Community Accessibility: Finally, there is the question of audience. Are these open-access platforms such as ResearchHub aimed at an audience of professional scientists, or that of a wider, science-curious audience? At the moment, there does not seem to be a clear answer on either side, as some features – such as article publication and peer reviewing – seem to be geared towards professionals, whereas others, such as question posting and commenting seem geared towards a wider audience. This question of audience is important due to the differing incentives and levels of understanding that professionals and hobbyists have. One interesting idea could be for these decentralized science platforms to act as places for scientific communication and “technical translation” – to transform dense, jargon-ridden research papers into easily understandable ideas.
2 - The Funding of Science
Decentralized Incubation of Science
Today, researchers can spend as much as half their time writing grant proposals for their work, and this vicious competition for funding can impact the quality of research work that they produce [13]. The current funding model leaves a gap for non-mainstream ideas, replication efforts, and early-stage applied research. One of the core missions of DeSci is to reform the funding process, and allow scientists to directly bootstrap their work from a decentralized community interested in their work.
One of the early pioneers in this space is Molecule Protocol, which provides biology researchers with a platform to create funding proposals for their research projects. For each project, Molecule will mint an IP NFT that represents the patentable research output. Ownership of this NFT is then fractionalized into “IP tokens” that are given to all of the participants that provided funding to the research project through “crowdsales” [14]. If the funding is successful and reaches its goal, the project then enters a negotiation phase, where the researcher, their research organization, and the funders will reach a licensing and revenue sharing agreement.
Molecule DAO Projects [15]
Molecule’s IP NFT infrastructure underlies many of the popular DeSci protocols today. VitaDAO, for example, is a DeSci project focusing on accelerating research in the longevity space to provide tangible, usable research. Similarly, HairDAO is a DeSci organization aimed at creating hair loss solutions, while CerebrumDAO seeks to tackle Alzheimers and advance brain health.
Recently, Molecule has also introduced pump.science, a DeSci funding platform on Solana inspired by memecoin launch platforms such as pump.fun. On pump.science, anyone can submit experiments with drug regimens for C. elegans worms, trying to create a regimen that will extend the lifespan of the worm [16]. Users can try to predict the success or failure of the various regimens, and the token liquidity can be used to fund the ongoing research. The data from the research will then be streamed back to users, who will have a stake in the success of the project.
The core observation in pump.science is that memecoins can be more than just for capturing the social media zeitgeist – they can be used to bootstrap attention for socially productive ideas such as scientific experiments. In December of 2024, Siqi Chen, the founder of Runway, shared on X (fka. Twitter) his daughter Mira’s battle with a rare brain tumour. This prompted an X user to launch a memecoin named MIRA with half the supply dedicated to Siqi [17]. The token eventually allowed Siqi to donate over a million dollars towards a research study for his daughter’s rare brain cancer at the Hankinson Lab at the University of Colorado – showcasing the potential for memecoins to direct attention and capital to good causes [17].
Another prominent project working on this funding and bootstrapping aspect of decentralized science is BIO protocol. Building off of the success of Molecule and early DeSci DAOs such as VitaDAO, BIO protocol is a “financial layer” for DeSci, aiming to incubate a new generation of BioDAOs that provide researchers with community-sourced funding and resources to conduct pharmaceutical research and pharma products [16]. Some of the the latest projects in BIO protocol’s cohort include Long Covid Labs, aiming to provide a cure for long COVID patients, Curetopia, creating a space to unite families suffering from rare diseases, and Quantum Biology DAO, aiming to build a quantum biology microscope [18].

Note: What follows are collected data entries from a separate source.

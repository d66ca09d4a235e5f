//! HTTP surface of the lobby.
//!
//! JSON bodies use camelCase field names. Client errors (unknown room, full
//! room, illegal move) answer `200` with `success: false` and a `message`;
//! store failures answer `500` with the same body shape.

use axum::body::Body;
use axum::extract::rejection::{JsonRejection, QueryRejection};
use axum::extract::{Query, State};
use axum::http::{Request, StatusCode};
use axum::response::{IntoResponse, Response};
use axum::routing::{get, post};
use axum::{Json, Router};
use derive_more::Display;
use serde::{Deserialize, Serialize};
use std::sync::Arc;
use tictactoe_rules::{Board, Outcome};
use tower::ServiceBuilder;
use tracing::{debug, error, info, instrument, warn};

use crate::engine::SessionEngine;
use crate::error::EngineError;
use crate::room::{RoomCode, RoomStatus};

/// Shared handler state.
pub type AppState = Arc<SessionEngine>;

/// Body of `POST /create-room`.
#[derive(Debug, Clone, Serialize, Deserialize)]
#[serde(rename_all = "camelCase")]
pub struct CreateRoomRequest {
    /// Display name of the room.
    pub room_name: String,
    /// Name of the creator, seated first.
    pub creator_name: String,
}

/// Reply to `POST /create-room`.
#[derive(Debug, Clone, Serialize, Deserialize)]
#[serde(rename_all = "camelCase")]
pub struct CreateRoomResponse {
    /// Always `true`.
    pub success: bool,
    /// Code of the new room.
    pub room_code: RoomCode,
}

/// Body of `POST /join-room`.
#[derive(Debug, Clone, Serialize, Deserialize)]
#[serde(rename_all = "camelCase")]
pub struct JoinRoomRequest {
    /// Room to join.
    pub room_code: String,
    /// Joining player.
    pub player_name: String,
}

/// Reply to `POST /join-room`.
#[derive(Debug, Clone, Serialize, Deserialize)]
#[serde(rename_all = "camelCase")]
pub struct JoinRoomResponse {
    /// Always `true`; refusals use the failure body.
    pub success: bool,
    /// Display name of the joined room.
    pub room_name: String,
    /// Seat held by the player.
    pub player_index: usize,
}

/// Body of `POST /start-game` and `POST /reset-game`.
#[derive(Debug, Clone, Serialize, Deserialize)]
#[serde(rename_all = "camelCase")]
pub struct RoomCodeRequest {
    /// Target room.
    pub room_code: String,
}

/// Body of `POST /make-move`.
#[derive(Debug, Clone, Serialize, Deserialize)]
#[serde(rename_all = "camelCase")]
pub struct MakeMoveRequest {
    /// Target room.
    pub room_code: String,
    /// Cell `0..=8`, row-major.
    #[serde(alias = "index")]
    pub cell_index: i64,
    /// Seat of the mover.
    pub player_index: i64,
}

/// Query of `GET /room-status`.
#[derive(Debug, Clone, Default, Serialize, Deserialize)]
pub struct StatusQuery {
    /// Room code.
    #[serde(default)]
    pub code: String,
}

/// Bare acknowledgement, also used for every failure.
#[derive(Debug, Clone, PartialEq, Eq, Serialize, Deserialize)]
pub struct SuccessResponse {
    /// Whether the operation took effect.
    pub success: bool,
    /// Reason for a failure.
    #[serde(default, skip_serializing_if = "Option::is_none")]
    pub message: Option<String>,
}

impl SuccessResponse {
    /// Success without a message.
    pub fn ok() -> Self {
        Self {
            success: true,
            message: None,
        }
    }

    /// Failure carrying `message`.
    pub fn failure(message: impl Into<String>) -> Self {
        Self {
            success: false,
            message: Some(message.into()),
        }
    }
}

/// Reply to `GET /room-status`.
#[derive(Debug, Clone, PartialEq, Eq, Serialize, Deserialize)]
#[serde(rename_all = "camelCase")]
pub struct RoomStatusResponse {
    /// Always `true`; unknown rooms use the failure body.
    pub success: bool,
    /// Player names in join order.
    pub players: Vec<String>,
    /// Whether moves are accepted.
    pub game_active: bool,
    /// Seat to move next.
    pub turn_index: usize,
    /// `null`, `"X"`, `"O"` or `"Draw"`.
    pub winner: Option<Outcome>,
    /// Nine cells, `null` when empty.
    pub board: Board,
}

impl From<RoomStatus> for RoomStatusResponse {
    fn from(status: RoomStatus) -> Self {
        Self {
            success: true,
            players: status.players,
            game_active: status.game_active,
            turn_index: status.turn.index(),
            winner: status.winner,
            board: status.board,
        }
    }
}

/// Failure of a request handler.
#[derive(Debug, Display)]
pub enum ApiError {
    /// The engine refused or failed.
    #[display("{}", _0)]
    Engine(EngineError),
    /// The request body or query could not be decoded.
    #[display("Malformed request: {}", _0)]
    Malformed(String),
    /// The blocking task panicked or was cancelled.
    #[display("Worker task failed: {}", _0)]
    Worker(String),
}

impl std::error::Error for ApiError {}

impl From<EngineError> for ApiError {
    fn from(err: EngineError) -> Self {
        ApiError::Engine(err)
    }
}

impl From<JsonRejection> for ApiError {
    fn from(rejection: JsonRejection) -> Self {
        ApiError::Malformed(rejection.body_text())
    }
}

impl From<QueryRejection> for ApiError {
    fn from(rejection: QueryRejection) -> Self {
        ApiError::Malformed(rejection.body_text())
    }
}

impl From<tokio::task::JoinError> for ApiError {
    fn from(err: tokio::task::JoinError) -> Self {
        ApiError::Worker(err.to_string())
    }
}

impl IntoResponse for ApiError {
    fn into_response(self) -> Response {
        let status = match &self {
            ApiError::Engine(e) if e.is_client_error() => {
                debug!(error = %e, "Client error");
                StatusCode::OK
            }
            ApiError::Malformed(reason) => {
                warn!(%reason, "Malformed request");
                StatusCode::BAD_REQUEST
            }
            other => {
                error!(error = %other, "Request failed");
                StatusCode::INTERNAL_SERVER_ERROR
            }
        };
        let message = match self {
            ApiError::Engine(e) => e.to_string(),
            other => other.to_string(),
        };
        (status, Json(SuccessResponse::failure(message))).into_response()
    }
}

/// Runs an engine call on the blocking pool.
async fn run_blocking<T, F>(engine: &AppState, op: F) -> Result<T, ApiError>
where
    F: FnOnce(&SessionEngine) -> Result<T, EngineError> + Send + 'static,
    T: Send + 'static,
{
    let engine = Arc::clone(engine);
    let result = tokio::task::spawn_blocking(move || op(&engine)).await?;
    Ok(result?)
}

#[instrument]
async fn health() -> &'static str {
    "OK"
}

#[instrument(skip_all)]
async fn create_room(
    State(engine): State<AppState>,
    payload: Result<Json<CreateRoomRequest>, JsonRejection>,
) -> Result<Json<CreateRoomResponse>, ApiError> {
    let Json(req) = payload?;
    let room_code = run_blocking(&engine, move |engine| {
        engine.create_room(&req.room_name, &req.creator_name)
    })
    .await?;
    Ok(Json(CreateRoomResponse {
        success: true,
        room_code,
    }))
}

#[instrument(skip_all)]
async fn join_room(
    State(engine): State<AppState>,
    payload: Result<Json<JoinRoomRequest>, JsonRejection>,
) -> Result<Json<JoinRoomResponse>, ApiError> {
    let Json(req) = payload?;
    let joined =
        run_blocking(&engine, move |engine| engine.join_room(&req.room_code, &req.player_name))
            .await?;
    Ok(Json(JoinRoomResponse {
        success: true,
        room_name: joined.room_name,
        player_index: joined.outcome.seat().index(),
    }))
}

#[instrument(skip_all)]
async fn start_game(
    State(engine): State<AppState>,
    payload: Result<Json<RoomCodeRequest>, JsonRejection>,
) -> Result<Json<SuccessResponse>, ApiError> {
    let Json(req) = payload?;
    run_blocking(&engine, move |engine| engine.start_game(&req.room_code)).await?;
    Ok(Json(SuccessResponse::ok()))
}

#[instrument(skip_all)]
async fn reset_game(
    State(engine): State<AppState>,
    payload: Result<Json<RoomCodeRequest>, JsonRejection>,
) -> Result<Json<SuccessResponse>, ApiError> {
    let Json(req) = payload?;
    run_blocking(&engine, move |engine| engine.reset_game(&req.room_code)).await?;
    Ok(Json(SuccessResponse::ok()))
}

#[instrument(skip_all)]
async fn make_move(
    State(engine): State<AppState>,
    payload: Result<Json<MakeMoveRequest>, JsonRejection>,
) -> Result<Json<SuccessResponse>, ApiError> {
    let Json(req) = payload?;
    run_blocking(&engine, move |engine| {
        engine.make_move(&req.room_code, req.cell_index, req.player_index)
    })
    .await?;
    Ok(Json(SuccessResponse::ok()))
}

#[instrument(skip_all)]
async fn room_status(
    State(engine): State<AppState>,
    query: Result<Query<StatusQuery>, QueryRejection>,
) -> Result<Json<RoomStatusResponse>, ApiError> {
    let Query(query) = query?;
    let status = run_blocking(&engine, move |engine| engine.room_status(&query.code)).await?;
    Ok(Json(status.into()))
}

fn log_request(req: Request<Body>) -> Request<Body> {
    debug!(method = %req.method(), uri = %req.uri(), "Incoming HTTP request");
    req
}

/// Builds the lobby router over `engine`.
#[instrument(skip(engine))]
pub fn router(engine: AppState) -> Router {
    info!("Building lobby router");
    Router::new()
        .route("/health", get(health))
        .route("/create-room", post(create_room))
        .route("/join-room", post(join_room))
        .route("/start-game", post(start_game))
        .route("/reset-game", post(reset_game))
        .route("/make-move", post(make_move))
        .route("/room-status", get(room_status))
        .layer(ServiceBuilder::new().map_request(log_request))
        .with_state(engine)
}

#[cfg(test)]
mod tests {
    use super::*;

    #[test]
    fn test_move_request_accepts_index_alias() {
        let req: MakeMoveRequest =
            serde_json::from_str(r#"{"roomCode":"4821","index":4,"playerIndex":1}"#).unwrap();
        assert_eq!(req.cell_index, 4);
        assert_eq!(req.player_index, 1);

        let req: MakeMoveRequest =
            serde_json::from_str(r#"{"roomCode":"4821","cellIndex":7,"playerIndex":0}"#).unwrap();
        assert_eq!(req.cell_index, 7);
    }

    #[test]
    fn test_failure_body_shape() {
        let json = serde_json::to_value(SuccessResponse::failure("Room 1234 not found")).unwrap();
        assert_eq!(
            json,
            serde_json::json!({"success": false, "message": "Room 1234 not found"})
        );
        let json = serde_json::to_value(SuccessResponse::ok()).unwrap();
        assert_eq!(json, serde_json::json!({"success": true}));
    }
}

Evaluating Science DAOs and Community Ownership of Science
Interestingly, many DeSci projects today take shape in the format of a DAO, emphasizing the communal ownership of science and IPs. Aside from the historical reason that many early experiments in the DeSci space took shape as DAOs or DAO-launching platforms, there may be several reasons behind this. Firstly, launching a DAO token allows for a simple, straightforward way of crowdsourcing funding via a publicly tradable token. Secondly, this token creates a community of engaged stakeholders within a project that a researcher can communicate their findings with.
However, DAOs as an organizational form have faced many unique challenges in their development. One of the most prevalent is the question of community engagement and voter apathy – a problem systemic to the vast majority of DAOs. Even in popular DeSci DAOs, such as VitaDAO, voting quorum for any given proposal is around 10% of the total supply, and there are sometimes less than 10 votes for a proposal [18]. In VitaDAO’s recent VDP-157, for example, which introduces the concept of pump.science, the vote, which has only around 2M votes, is dominated by a single voter with 1.2M VITA tokens [19]. This poses centralization risks to the voting process.
Furthermore, unlike some of the largest protocol DAOs today, such as Uniswap, Arbitrum, or Optimism, the governance of VitaDAO and other BioDAOs occur entirely offchain, relying on Snapshot as a centralized service provider. Moreover, unlike protocol DAOs that use smart contracts to manage a “tangible” on-chain treasury, it is not immediately clear how precisely a decentralized organization would govern an “intangible” asset of an IP NFT. Compared to their centralized counterparts, decentralized governance could add a lot more latency and coordination problems to the research process, not to mention potential regulatory hurdles within the space.
Perhaps one of the core issues that decentralized funding and governance bring to this process of scientific research is the question of audience. Although the token-buying stakeholders may be interested in a project, they may not necessarily be fully aware of the research norms, context, and specialized knowledge of academic research. This would push researchers to have to do much more technical communication and “translate” their research to a generalist audience, a burden that may slow down frontier research efforts.
Moreover, for projects like pump.science that have adopted a memecoin launchpad model, it is unclear if the short attention cycles and reflexive market behaviour of memecoins would be able to uphold a multi-year, or oftentimes multi-decade process of biomedical research. Crypto and academic science simply operate on two different timescales. The average time to market for a new drug is 10-15 years, which is about as long as the entire history of blockchains [20]. If these protocols seek to return tangible products back to their stakeholders, they will likely only be able to tackle products in the late phases research productionization, rather than contribute to the cutting edge discovery process that many DeSci evangelists envision.
Finally, deploying new funding into science does not address the complex issues funders face to meaningfully define success. Researchers and funders have become dependent on publication and citation counts as metrics, but this incentive system has contributed to a reproducibility crisis, undermining public trust and impeding genuine progress [21]. Merely diversifying the sources of funding fails to address the underlying inefficiencies inherent in current research institutions.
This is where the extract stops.